- **Requirement**
Output the full listing below, keeping each line exact.

- **Given records**
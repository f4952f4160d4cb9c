pub mod service;

pub use service::{
    cancel_scan, delete_files, doctor, get_scan_session, poll_scan_events, remove_scan_session,
    start_scan, take_scan_output, CancelScanResponse, DeleteRequest, DeleteResponse, ScanProgressEvent,
    ScanRequest, ScanSessionSnapshot, ScanSessionStatus,
};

- **Response below**
repository f4952f4160d4cb9c
pub mod service;

pub use service::{
    cancel_scan, delete_files, doctor, get_scan_session, poll_scan_events, remove_scan_session,
    start_scan, take_scan_output, CancelScanResponse, DeleteRequest, DeleteResponse, ScanProgressEvent,
    ScanRequest, ScanSessionSnapshot, ScanSessionStatus,
};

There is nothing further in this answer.